Yukiko Oyama is a lonely sixteen year old girl living in New York in 1968. Yuki's parents are ready to go back to Japan after many years of working in the USA. Yuki's father has little confidence that she will get into a Japanese university and Yuki has no desire to try to adjust to life in a place that is foreign and seemingly unfriendly to her. Yuki is a third culture kid at a time when there weren't many of them anywhere in the world. New York in the sixties wasn't as diverse as it is now and Yuki is different in many ways, finding herself quite alone at her parochial school in the village. She constantly disappoints her father with her low scores in math and her love of art. Art is the only thing that transforms her lonely heart to one of joy. She manages to make a friend and then stay with that friend when her parents travel back to Japan.

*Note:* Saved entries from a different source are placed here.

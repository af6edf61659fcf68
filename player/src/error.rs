use std::io;
use std::path::PathBuf;
use std::time::Duration;
use thiserror::Error;

/// Failures that abort startup before the application is built.
///
/// Losing the race for the instance flag is not one of them; that is
/// [`crate::instance::Startup::Secondary`].
#[derive(Debug, Error)]
pub enum StartupError {
    /// The lock file could not be created or locked for a reason other than
    /// another process already holding it.
    #[error("Failed to acquire instance flag {}: {source}", path.display())]
    FlagAcquisition {
        path: PathBuf,
        #[source]
        source: io::Error,
    },

    /// This process owns the flag but cannot serve handoffs.
    #[error("Failed to bind instance endpoint {endpoint}: {source}")]
    ListenerBind {
        endpoint: String,
        #[source]
        source: io::Error,
    },
}

/// Transport failures while a secondary instance forwards its argument.
/// These are logged and never escalate.
#[derive(Debug, Error)]
pub enum HandoffError {
    #[error("Failed to connect to {endpoint}: {source}")]
    Connect {
        endpoint: String,
        #[source]
        source: io::Error,
    },

    #[error("Timed out after {timeout:?} connecting to {endpoint}")]
    ConnectTimeout { endpoint: String, timeout: Duration },

    #[error("Failed to write launch argument: {0}")]
    Write(#[source] io::Error),

    #[error("Timed out after {0:?} writing launch argument")]
    WriteTimeout(Duration),
}
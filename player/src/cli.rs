use clap::Parser;
use std::path::PathBuf;
use std::time::Duration;

use crate::instance::{LaunchArgument, DEFAULT_TIMEOUT};
use crate::paths;

#[derive(Debug, Parser)]
#[command(name = "groove-player", version)]
#[command(about = "Groove music player", long_about = None)]
pub struct Cli {
    /// Media file to open, or `show` to bring the running window to front
    pub argument: Option<String>,

    /// Path to the config file (defaults to the per-user config directory)
    #[arg(short, long)]
    pub config: Option<PathBuf>,

    /// Directory holding the instance lock and socket
    #[arg(long, env = "GROOVE_RUNTIME_DIR")]
    pub runtime_dir: Option<PathBuf>,

    /// Timeout in milliseconds for each step of an instance handoff
    #[arg(long, default_value_t = DEFAULT_TIMEOUT.as_millis() as u64)]
    pub timeout_ms: u64,
}

impl Cli {
    pub fn launch_argument(&self) -> LaunchArgument {
        LaunchArgument::from_arg(self.argument.clone())
    }

    pub fn config_path(&self) -> PathBuf {
        self.config.clone().unwrap_or_else(paths::config_file_path)
    }

    pub fn runtime_dir(&self) -> PathBuf {
        self.runtime_dir.clone().unwrap_or_else(paths::runtime_dir)
    }

    pub fn timeout(&self) -> Duration {
        Duration::from_millis(self.timeout_ms)
    }
}
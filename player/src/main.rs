mod boundary;
mod bus;
mod cli;
mod config;
mod endpoint;
mod error;
mod event;
mod instance;
mod lock;
mod logger;
mod paths;

use clap::Parser;

use crate::boundary::ErrorBoundary;
use crate::bus::SignalBus;
use crate::event::{AppEvent, LaunchRequest};
use crate::instance::{Coordinator, HandoffOutcome, InstanceKey, Startup, APP_NAME};

/// Exit status when startup fails before the application is built.
const STARTUP_FAILURE_EXIT_CODE: i32 = 2;

#[tokio::main(flavor = "current_thread")]
async fn main() {
    let cli = cli::Cli::parse();

    // ── Logging ───────────────────────────────────────────────────────────────
    let log_files = logger::init(paths::log_dir());

    // ── Notification bus and error boundary ──────────────────────────────────
    let (bus, mut events) = SignalBus::new();
    let boundary = ErrorBoundary::new(bus.clone());

    // ── Single-instance coordination ─────────────────────────────────────────
    let argument = cli.launch_argument();
    let coordinator = Coordinator::new(InstanceKey::new(APP_NAME), cli.runtime_dir(), bus.clone())
        .with_timeout(cli.timeout());

    let primary = match coordinator.start(argument.clone()).await {
        Ok(Startup::Primary(primary)) => primary,
        Ok(Startup::Secondary(outcome)) => {
            match outcome {
                HandoffOutcome::Delivered => {
                    log::info!("Handed '{argument}' to the running instance; exiting")
                }
                HandoffOutcome::Failed(e) => {
                    log::warn!("Could not reach the running instance ({e}); exiting anyway")
                }
            }
            log_files.close_all();
            std::process::exit(instance::DUPLICATE_INSTANCE_EXIT_CODE);
        }
        Err(e) => {
            log::error!("Startup aborted: {e}");
            log_files.close_all();
            std::process::exit(STARTUP_FAILURE_EXIT_CODE);
        }
    };

    // ── Configuration ─────────────────────────────────────────────────────────
    // Loaded by the primary only: correcting it creates the download folder.
    let config_path = cli.config_path();
    let mut current_config = config::load_or_default(&config_path).unwrap_or_else(|e| {
        log::error!("[config] Error (using defaults): {e:#}");
        config::Config::default()
    });
    if !config_path.exists() {
        if let Err(e) = config::save(&config_path, &current_config) {
            log::warn!("[config] Could not write defaults: {e:#}");
        }
    }

    // ── Background tasks ──────────────────────────────────────────────────────
    boundary.spawn(
        "config watcher",
        config::watch_config(config_path.clone(), bus.clone()),
    );

    // Graceful shutdown on Ctrl+C.
    {
        let bus = bus.clone();
        tokio::spawn(async move {
            if tokio::signal::ctrl_c().await.is_ok() {
                bus.publish(AppEvent::Shutdown).await;
            }
        });
    }

    log::info!(
        "groove-player v{} started as primary instance of {}",
        env!("CARGO_PKG_VERSION"),
        coordinator.key()
    );
    handle_launch_request(&LaunchRequest::parse(argument.as_str()));

    // ── Event loop ────────────────────────────────────────────────────────────
    while let Some(evt) = events.recv().await {
        match evt {
            AppEvent::AppMessage(message) => {
                log::info!("Message from another instance: '{message}'");
                handle_launch_request(&LaunchRequest::parse(&message));
            }

            AppEvent::ConfigReloaded(new_config) => {
                log::info!("[config] Reloaded {}", config_path.display());
                // This loop is the bus's only consumer; never wait for room here.
                if config::restart_required(&current_config, &new_config) {
                    bus.try_publish(AppEvent::AppRestart);
                }
                current_config = new_config;
            }

            AppEvent::AppRestart => {
                log::warn!("Some settings take effect after restarting the application");
            }

            AppEvent::AppError(report) => {
                log::error!("[{}] {}", report.context, report.message);
            }

            AppEvent::Shutdown => {
                log::info!("Shutting down");
                break;
            }
        }
    }

    drop(primary);
    log_files.close_all();
}

/// Acts on a launch argument the way the main window would.
fn handle_launch_request(request: &LaunchRequest) {
    match request {
        LaunchRequest::ShowWindow => log::info!("Raising main window"),
        LaunchRequest::Open(path) if path.exists() => {
            log::info!("Opening {}", path.display())
        }
        LaunchRequest::Open(path) => {
            log::warn!("Cannot open {}: file does not exist", path.display())
        }
    }
}
impl Default for LaunchArgument {
    fn default() -> Self {
        Self(DEFAULT_LAUNCH_ARGUMENT.to_string())
    }
}

impl fmt::Display for LaunchArgument {
    fn fmt(&self, f: &mut fmt::Formatter<'_>) -> fmt::Result {
        f.write_str(&self.0)
    }
}

/// Result of [`Coordinator::start`], decided once per process.
#[derive(Debug)]
pub enum Startup {
    /// This process owns the instance; keep the handle alive until exit.
    Primary(PrimaryInstance),
    /// Another process owns the instance; this one should exit.
    Secondary(HandoffOutcome),
}

#[derive(Debug)]
pub enum HandoffOutcome {
    Delivered,
    Failed(HandoffError),
}

/// Ownership of the instance lock and the listener task.
///
/// Dropping it stops the listener, removes the socket and releases the lock,
/// in that order. A crashed primary skips all of this; the OS releases the
/// lock and the next primary clears the socket.
#[derive(Debug)]
pub struct PrimaryInstance {
    endpoint: Endpoint,
    listener: JoinHandle<()>,
    lock: InstanceLock,
}

impl Drop for PrimaryInstance {
    fn drop(&mut self) {
        self.listener.abort();
        self.endpoint.remove();
        log::debug!("Released instance lock {}", self.lock.path().display());
    }
}

// ── Coordinator ───────────────────────────────────────────────────────────────

#[derive(Debug, Clone)]
pub struct Coordinator {
    key: InstanceKey,
    runtime_dir: PathBuf,
    timeout: Duration,
    bus: SignalBus,
}
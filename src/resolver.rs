//! Dependency resolver
//!
//! Computes the transitive closure of requested type names over the index's
//! recorded dependency edges. The traversal is breadth-first with a FIFO
//! queue and a visited set: deterministic output order for reproducible
//! diffs of generated files, and guaranteed termination on the mutually
//! referential type pairs this schema family is known to contain.

use std::collections::{HashSet, VecDeque};

use crate::error::{Error, Result};
use crate::index::SchemaIndex;

/// Dependency discovery summary for one requested root
#[derive(Debug, Clone, PartialEq, Eq)]
pub struct RootReport {
    /// The requested type name
    pub name: String,
    /// Types first discovered while resolving this root (the root included)
    pub discovered: usize,
}

/// Result of a successful resolution
#[derive(Debug, Clone)]
pub struct Resolution {
    /// All required type names, duplicate-free, in traversal order
    pub closure: Vec<String>,
    /// Per-root discovery counts, in request order
    pub roots: Vec<RootReport>,
}

impl Resolution {
    /// Total number of unique types in the closure
    pub fn total(&self) -> usize {
        self.closure.len()
    }
}

/// Resolve the closure of all types transitively required by `requested`.
///
/// Roots are processed in caller order; each root's subgraph is walked
/// breadth-first, enqueuing dependencies in the scanner's textual-occurrence
/// order. A name missing from the index fails the whole resolution with
/// [`Error::UnresolvedType`] naming the missing type and its referrer —
/// an incomplete fragment would produce invalid generated code downstream,
/// so nothing is silently dropped. An empty request yields an empty closure.
pub fn resolve(requested: &[String], index: &SchemaIndex) -> Result<Resolution> {
    let mut visited: HashSet<String> = HashSet::new();
    let mut closure = Vec::new();
    let mut roots = Vec::with_capacity(requested.len());

    for root in requested {
        let before = closure.len();
        resolve_root(root, index, &mut visited, &mut closure)?;
        roots.push(RootReport {
            name: root.clone(),
            discovered: closure.len() - before,
        });
    }

    Ok(Resolution { closure, roots })
}

fn resolve_root(
    root: &str,
    index: &SchemaIndex,
    visited: &mut HashSet<String>,
    closure: &mut Vec<String>,
) -> Result<()> {
    // Queue entries carry the name that referenced them, for error reporting
    let mut queue: VecDeque<(String, Option<String>)> = VecDeque::new();
    queue.push_back((root.to_string(), None));

    while let Some((name, referrer)) = queue.pop_front() {
        if visited.contains(&name) {
            continue;
        }

        let definition = index
            .get(&name)
            .ok_or_else(|| Error::UnresolvedType { name: name.clone(), referrer })?;

        visited.insert(name.clone());
        closure.push(name.clone());

        for dependency in definition.dependencies() {
            if !visited.contains(dependency) {
                queue.push_back((dependency.clone(), Some(name.clone())));
            }
        }
    }

    Ok(())
}
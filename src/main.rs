//! Command-line interface for xsd-extract

#[cfg(feature = "cli")]
use clap::{Parser, Subcommand};

#[cfg(feature = "cli")]
use std::path::PathBuf;

#[cfg(feature = "cli")]
use xsd_extract::{ExtractConfig, RequestSpecification, SchemaIndex};

#[cfg(feature = "cli")]
#[derive(Parser, Debug)]
#[command(name = "xsd-extract")]
#[command(author, version, about = "Extract type definitions and their dependencies from a WSDL/XSD schema", long_about = None)]
struct Cli {
    #[command(subcommand)]
    command: Commands,
}

#[cfg(feature = "cli")]
#[derive(Subcommand, Debug)]
enum Commands {
    /// Extract requested types plus their transitive dependencies into a
    /// copy of the base template
    Extract {
        /// Path to the full source schema (e.g. metadata.xml)
        #[arg(short, long, value_name = "SCHEMA")]
        source: PathBuf,

        /// Path to the base template schema (e.g. base.xml)
        #[arg(short, long, value_name = "TEMPLATE")]
        template: PathBuf,

        /// Output file for the emitted fragment
        #[arg(short, long, default_value = "output.xml")]
        output: PathBuf,

        /// Requested root type (repeatable; overrides the default list)
        #[arg(short = 'T', long = "type", value_name = "NAME")]
        types: Vec<String>,

        /// JSON file with the requested types (array or {"types": [...]})
        #[arg(long, value_name = "FILE", conflicts_with = "types")]
        types_file: Option<PathBuf>,
    },

    /// List every type name available in the source schema
    #[command(name = "list-types")]
    ListTypes {
        /// Path to the full source schema
        #[arg(short, long, value_name = "SCHEMA")]
        source: PathBuf,

        /// Output as JSON
        #[arg(short, long)]
        json: bool,
    },
}

#[cfg(feature = "cli")]
fn main() {
    let cli = Cli::parse();

    let result = match cli.command {
        Commands::Extract {
            source,
            template,
            output,
            types,
            types_file,
        } => cmd_extract(source, template, output, types, types_file),
        Commands::ListTypes { source, json } => cmd_list_types(source, json),
    };

    if let Err(e) = result {
        eprintln!("Error: {}", e);
        std::process::exit(1);
    }
}

#[cfg(feature = "cli")]
fn cmd_extract(
    source: PathBuf,
    template: PathBuf,
    output: PathBuf,
    types: Vec<String>,
    types_file: Option<PathBuf>,
) -> Result<(), Box<dyn std::error::Error>> {
    let request = if let Some(path) = types_file {
        RequestSpecification::from_json_file(path)?
    } else if !types.is_empty() {
        RequestSpecification::new(types)
    } else {
        RequestSpecification::default()
    };

    println!("Processing {} requested types:", request.len());
    for name in request.roots() {
        println!("  - {}", name);
    }

    let report = ExtractConfig::new(source, template)
        .with_output(output)
        .with_request(request)
        .run()?;

    println!();
    for root in &report.roots {
        println!("{}: {} types discovered", root.name, root.discovered);
    }

    println!();
    println!("Total unique types: {}", report.total());
    for name in &report.closure {
        println!("  - {}", name);
    }

    println!();
    println!("Output written to: {}", report.output.display());

    Ok(())
}

#[cfg(feature = "cli")]
fn cmd_list_types(source: PathBuf, json: bool) -> Result<(), Box<dyn std::error::Error>> {
    let index = SchemaIndex::from_file(&source)?;

    if json {
        let types: Vec<serde_json::Value> = index
            .definitions()
            .map(|def| {
                serde_json::json!({
                    "name": def.name(),
                    "kind": def.kind().as_str(),
                })
            })
            .collect();
        let json_str = serde_json::to_string_pretty(&serde_json::Value::Array(types))?;
        println!("{}", json_str);
    } else {
        println!("Available types in {}:", source.display());
        for def in index.definitions() {
            println!("  {} ({})", def.name(), def.kind().as_str());
        }
        println!();
        println!("Total: {} types", index.len());
    }

    Ok(())
}

#[cfg(not(feature = "cli"))]
fn main() {
    eprintln!("CLI feature not enabled. Rebuild with --features cli");
    std::process::exit(1);
}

Harmless Like You is a powerful story of loneliness, depression, and grief. Rowan Hisayo Buchanan has shown extraordinary talent in creating a narrative of events that reach far back into history, showing their effect on descendants for many years afterwards. RHB's writing pulled me into Yuki's world. I ached for her solitary years as a teenager and then cringed at the decisions she made, mostly ones that might have helped her but almost always made things worse.

The life of an expat, especially that of a young person, is never easy. Buchanan has taken that experience and created a work of art that many of us have lived and understand so well. She told the story of one woman but gave us glimpse into the lives of many.

ARC courtesy of NetGalley and W. W. Norton & Company (publish date: February 28th 2017).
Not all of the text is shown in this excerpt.